__How to complete this task__
In the entries below, some lines contain "debug"; work out how many and answer with the figure only.

__Data for review__
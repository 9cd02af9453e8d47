//! `lxc` command-line implementation of [`RuntimeClient`].
//!
//! Every operation is one invocation of `lxc --project <project> ...`.
//! Structured results come from `--format=json` listings or from
//! `lxc query`, which returns the REST API's JSON directly.

use crate::client::RuntimeClient;
use crate::command::{quote_command, run_checked};
use crate::error::{LxdError, Result};
use crate::lxd::Lxd;
use crate::types::{
    Device, FilePush, ImageInfo, InstanceId, InstanceInfo, LaunchRequest, Remote, RemoteInfo,
    RunEnvironment, RuntimeVersion, Scope, ServerInfo, DEFAULT_PROJECT,
};
use async_trait::async_trait;
use serde::de::DeserializeOwned;
use serde::Deserialize;
use std::collections::BTreeMap;
use std::path::{Path, PathBuf};
use tokio::process::Command;
use tokio::sync::Mutex;

/// Where the snap package puts the client binary.
const SNAP_LXC_PATH: &str = "/snap/bin/lxc";

/// Working directory `lxc exec` uses when none is given.
const DEFAULT_EXEC_CWD: &str = "/root";

/// Runtime client driving LXD through the `lxc` CLI.
pub struct Lxc {
    lxc_path: PathBuf,
    lxd: Mutex<Lxd>,
}

impl Default for Lxc {
    fn default() -> Self {
        Self::new()
    }
}

impl Lxc {
    /// Locate `lxc` and `lxd` on `PATH`, defaulting to the snap locations.
    pub fn new() -> Self {
        Self {
            lxc_path: which::which("lxc").unwrap_or_else(|_| PathBuf::from(SNAP_LXC_PATH)),
            lxd: Mutex::new(Lxd::new()),
        }
    }

    /// Use explicit client and daemon binaries.
    pub fn with_paths(lxc_path: impl Into<PathBuf>, lxd: Lxd) -> Self {
        Self {
            lxc_path: lxc_path.into(),
            lxd: Mutex::new(lxd),
        }
    }

    /// Path of the client binary.
    pub fn path(&self) -> &Path {
        &self.lxc_path
    }

    fn program(&self) -> String {
        self.lxc_path.to_string_lossy().into_owned()
    }

    async fn run(&self, project: &str, args: Vec<String>) -> Result<Vec<u8>> {
        let output = run_checked(&self.program(), &with_project(project, args), None).await?;
        Ok(output.stdout)
    }

    async fn run_json<T: DeserializeOwned>(&self, project: &str, args: Vec<String>) -> Result<T> {
        let stdout = self.run(project, args).await?;
        Ok(serde_json::from_slice(&stdout)?)
    }
}

#[async_trait]
impl RuntimeClient for Lxc {
    async fn ensure_installed(&self) -> Result<()> {
        self.lxd.lock().await.install().await?;
        if !self.lxc_path.exists() && which::which("lxc").is_err() {
            return Err(LxdError::NotInstalled(format!(
                "lxc not found at {} or in PATH",
                self.lxc_path.display()
            )));
        }
        Ok(())
    }

    async fn version(&self) -> Result<RuntimeVersion> {
        self.lxd.lock().await.version().await
    }

    async fn launch(&self, request: &LaunchRequest) -> Result<()> {
        tracing::debug!(
            instance = %request.instance,
            image = %format!("{}:{}", request.image_remote, request.image),
            ephemeral = request.ephemeral,
            "Launching instance"
        );
        self.run(&request.instance.project, launch_args(request))
            .await
            .map(drop)
    }

    async fn start(&self, instance: &InstanceId) -> Result<()> {
        self.run(&instance.project, args(["start", &instance.target()]))
            .await
            .map(drop)
    }

    async fn stop(&self, instance: &InstanceId) -> Result<()> {
        self.run(&instance.project, args(["stop", &instance.target()]))
            .await
            .map(drop)
    }

    async fn delete(&self, instance: &InstanceId, force: bool) -> Result<()> {
        let mut cmd = args(["delete", &instance.target()]);
        if force {
            cmd.push("--force".into());
        }
        self.run(&instance.project, cmd).await.map(drop)
    }

    async fn list(&self, instance: &InstanceId) -> Result<Vec<InstanceInfo>> {
        self.run_json(
            &instance.project,
            args(["list", &instance.target(), "--format=json"]),
        )
        .await
    }

    fn exec(
        &self,
        instance: &InstanceId,
        command: &[String],
        env: &RunEnvironment,
        cwd: Option<&str>,
    ) -> Command {
        let exec_args = with_project(&instance.project, exec_args(instance, command, env, cwd));
        let mut line = vec![self.program()];
        line.extend(exec_args.iter().cloned());
        tracing::debug!(command = %quote_command(&line), "Prepared exec");

        let mut cmd = Command::new(self.program());
        cmd.args(exec_args);
        cmd
    }

    async fn file_push(&self, instance: &InstanceId, push: &FilePush) -> Result<()> {
        self.run(&instance.project, file_push_args(instance, push))
            .await
            .map(drop)
    }

    async fn file_pull(
        &self,
        instance: &InstanceId,
        source: &Path,
        destination: &Path,
        recursive: bool,
    ) -> Result<()> {
        let mut cmd = args([
            "file",
            "pull",
            &format!("{}{}", instance.target(), source.display()),
            &destination.to_string_lossy(),
            "--create-dirs",
        ]);
        if recursive {
            cmd.push("--recursive".into());
        }
        self.run(&instance.project, cmd).await.map(drop)
    }

    async fn device_show(&self, instance: &InstanceId) -> Result<BTreeMap<String, Device>> {
        #[derive(Deserialize)]
        struct InstanceConfig {
            #[serde(default)]
            devices: BTreeMap<String, Device>,
        }

        let path = format!(
            "{}:/1.0/instances/{}?project={}",
            instance.remote, instance.name, instance.project
        );
        let config: InstanceConfig = self.run_json(&instance.project, args(["query", &path])).await?;
        Ok(config.devices)
    }

    async fn device_add(&self, instance: &InstanceId, name: &str, device: &Device) -> Result<()> {
        self.run(&instance.project, device_add_args(instance, name, device)?)
            .await
            .map(drop)
    }

    async fn image_list(&self, scope: &Scope) -> Result<Vec<ImageInfo>> {
        self.run_json(
            &scope.project,
            args(["image", "list", &format!("{}:", scope.remote), "--format=json"]),
        )
        .await
    }

    async fn publish(&self, instance: &InstanceId, alias: &str) -> Result<()> {
        tracing::debug!(instance = %instance, alias = %alias, "Publishing image");
        self.run(
            &instance.project,
            args([
                "publish",
                &instance.target(),
                &format!("{}:", instance.remote),
                "--alias",
                alias,
                "--reuse",
                "--force",
            ]),
        )
        .await
        .map(drop)
    }

    async fn image_delete(&self, scope: &Scope, alias: &str) -> Result<()> {
        self.run(
            &scope.project,
            args(["image", "delete", &format!("{}:{}", scope.remote, alias)]),
        )
        .await
        .map(drop)
    }

    async fn remote_list(&self) -> Result<BTreeMap<String, RemoteInfo>> {
        self.run_json(DEFAULT_PROJECT, args(["remote", "list", "--format=json"]))
            .await
    }

    async fn remote_add(&self, remote: &Remote) -> Result<()> {
        tracing::debug!(remote = %remote.name, addr = %remote.addr, "Adding remote");
        self.run(
            DEFAULT_PROJECT,
            args([
                "remote",
                "add",
                &remote.name,
                &remote.addr,
                &format!("--protocol={}", remote.protocol),
            ]),
        )
        .await
        .map(drop)
    }

    async fn profile_show(&self, scope: &Scope, name: &str) -> Result<serde_json::Value> {
        let path = format!(
            "{}:/1.0/profiles/{}?project={}",
            scope.remote, name, scope.project
        );
        self.run_json(&scope.project, args(["query", &path])).await
    }

    async fn profile_edit(
        &self,
        scope: &Scope,
        name: &str,
        config: &serde_json::Value,
    ) -> Result<()> {
        // JSON is valid YAML, which is what `profile edit` reads on stdin
        let body = serde_json::to_vec(config)?;
        let cmd = with_project(
            &scope.project,
            args(["profile", "edit", &format!("{}:{}", scope.remote, name)]),
        );
        run_checked(&self.program(), &cmd, Some(body.as_slice()))
            .await
            .map(drop)
    }

    async fn server_info(&self, remote: &str) -> Result<ServerInfo> {
        let value: serde_json::Value = self
            .run_json(DEFAULT_PROJECT, args(["query", &format!("{remote}:/1.0")]))
            .await?;
        Ok(ServerInfo::from_json(&value))
    }
}

fn args<const N: usize>(items: [&str; N]) -> Vec<String> {
    items.iter().map(|s| s.to_string()).collect()
}

fn with_project(project: &str, rest: Vec<String>) -> Vec<String> {
    let mut out = Vec::with_capacity(rest.len() + 2);
    out.push("--project".to_string());
    out.push(project.to_string());
    out.extend(rest);
    out
}

fn launch_args(request: &LaunchRequest) -> Vec<String> {
    let mut cmd = args([
        "launch",
        &format!("{}:{}", request.image_remote, request.image),
        &request.instance.target(),
    ]);
    if request.ephemeral {
        cmd.push("--ephemeral".into());
    }
    for (key, value) in &request.config {
        cmd.push("--config".into());
        cmd.push(format!("{key}={value}"));
    }
    cmd
}

fn exec_args(
    instance: &InstanceId,
    command: &[String],
    env: &RunEnvironment,
    cwd: Option<&str>,
) -> Vec<String> {
    let mut cmd = args(["exec", &instance.target()]);
    if let Some(cwd) = cwd.filter(|c| *c != DEFAULT_EXEC_CWD) {
        cmd.push("--cwd".into());
        cmd.push(cwd.to_string());
    }
    for (key, value) in env {
        cmd.push("--env".into());
        cmd.push(format!("{key}={value}"));
    }
    cmd.push("--".into());
    cmd.extend(command.iter().cloned());
    cmd
}

fn file_push_args(instance: &InstanceId, push: &FilePush) -> Vec<String> {
    args([
        "file",
        "push",
        &push.source.to_string_lossy(),
        &format!("{}{}", instance.target(), push.destination.display()),
        "--create-dirs",
        "--mode",
        &format!("{:04o}", push.mode),
        "--uid",
        &push.uid.to_string(),
        "--gid",
        &push.gid.to_string(),
    ])
}

fn device_add_args(instance: &InstanceId, name: &str, device: &Device) -> Result<Vec<String>> {
    let (Some(source), Some(path)) = (&device.source, &device.path) else {
        return Err(LxdError::Parse(format!(
            "device {name} needs both source and path"
        )));
    };
    Ok(args([
        "config",
        "device",
        "add",
        &instance.target(),
        name,
        &device.kind,
        &format!("source={source}"),
        &format!("path={path}"),
    ]))
}
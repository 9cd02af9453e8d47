//! `kiln`: provision a build environment and work inside it.
//!
//! Every subcommand provisions (or reuses) the environment described by the
//! `KILN_*` variables, see [`config::KilnConfig::from_env`].

mod config;

use clap::{Parser, Subcommand};
use config::{BackendKind, KilnConfig};
use kiln_core::{ExecOptions, Executor, HostExecutor, ProcessIo, Provider};
use kiln_lxd::Lxc;
use std::path::PathBuf;
use std::process::{ExitCode, Stdio};
use std::sync::Arc;
use tracing_subscriber::{layer::SubscriberExt, util::SubscriberInitExt, EnvFilter};

#[derive(Parser)]
#[command(name = "kiln")]
#[command(about = "Provision build environments in LXD instances or on the host")]
#[command(version)]
struct Cli {
    /// Instance name (overrides KILN_INSTANCE)
    #[arg(long, global = true)]
    instance: Option<String>,

    /// Run on the host instead of in an instance
    #[arg(long, global = true)]
    host: bool,

    #[command(subcommand)]
    command: Commands,
}

#[derive(Subcommand)]
enum Commands {
    /// Provision the environment and leave it running
    Setup,

    /// Run a command in the environment
    Exec {
        /// Working directory inside the environment
        #[arg(long)]
        cwd: Option<String>,

        /// Command and arguments
        #[arg(trailing_var_arg = true, required = true)]
        command: Vec<String>,
    },

    /// Copy a host file or directory into the environment
    Push { source: PathBuf, destination: PathBuf },

    /// Copy a file or directory out of the environment
    Pull { source: PathBuf, destination: PathBuf },

    /// Bind-mount a host directory into the environment
    Mount { source: PathBuf, destination: PathBuf },

    /// Stop the environment
    Teardown {
        /// Delete the instance as well
        #[arg(long)]
        clean: bool,
    },
}

#[tokio::main]
async fn main() -> ExitCode {
    // Logs go to stderr so command output stays clean on stdout
    tracing_subscriber::registry()
        .with(
            EnvFilter::try_from_default_env()
                .unwrap_or_else(|_| EnvFilter::new("kiln=info,kiln_core=info,kiln_lxd=info")),
        )
        .with(tracing_subscriber::fmt::layer().with_writer(std::io::stderr))
        .init();

    match run(Cli::parse()).await {
        Ok(code) => code,
        Err(e) => {
            eprintln!("Error: {e:#}");
            ExitCode::FAILURE
        }
    }
}

fn provider(config: &KilnConfig) -> anyhow::Result<Provider> {
    match config.backend {
        BackendKind::Host => {
            let mut host = HostExecutor::new();
            if config.sudo {
                host = host.with_sudo(config.sudo_user.clone());
            }
            Ok(Provider::host(host))
        }
        BackendKind::Lxd => Ok(Provider::lxd(Arc::new(Lxc::new()), config.lxd_config()?)),
    }
}

async fn run(cli: Cli) -> anyhow::Result<ExitCode> {
    let mut config = KilnConfig::from_env()?;
    if let Some(instance) = cli.instance {
        config.instance_name = instance;
    }
    if cli.host {
        config.backend = BackendKind::Host;
    }
    tracing::debug!(?config, "Configuration loaded");

    let mut provider = provider(&config)?;

    match cli.command {
        Commands::Setup => {
            let env = provider.setup().await?;
            println!("{}", env.describe());
        }
        Commands::Exec { cwd, command } => {
            let env = provider.setup().await?;
            let mut options = ExecOptions::default();
            if let Some(cwd) = cwd {
                options = options.cwd(cwd);
            }
            let io = ProcessIo {
                stdin: Stdio::inherit(),
                stdout: Stdio::inherit(),
                stderr: Stdio::inherit(),
            };
            let mut child = env.execute_popen(&command, &options, io)?;
            let status = child.wait().await?;
            let code = status.code().unwrap_or(1);
            return Ok(ExitCode::from(u8::try_from(code).unwrap_or(1)));
        }
        Commands::Push {
            source,
            destination,
        } => {
            let env = provider.setup().await?;
            env.sync_to(&source, &destination).await?;
        }
        Commands::Pull {
            source,
            destination,
        } => {
            let env = provider.setup().await?;
            env.sync_from(&source, &destination).await?;
        }
        Commands::Mount {
            source,
            destination,
        } => {
            let env = provider.setup().await?;
            if !env.supports_mount() {
                anyhow::bail!("{} does not support mounts", env.describe());
            }
            env.mount(&source, &destination).await?;
        }
        Commands::Teardown { clean } => {
            if provider.attach().await?.is_none() {
                tracing::info!(instance = %config.instance_name, "Nothing to tear down");
                return Ok(ExitCode::SUCCESS);
            }
            provider.teardown(clean).await?;
        }
    }

    Ok(ExitCode::SUCCESS)
}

__Answer section__
5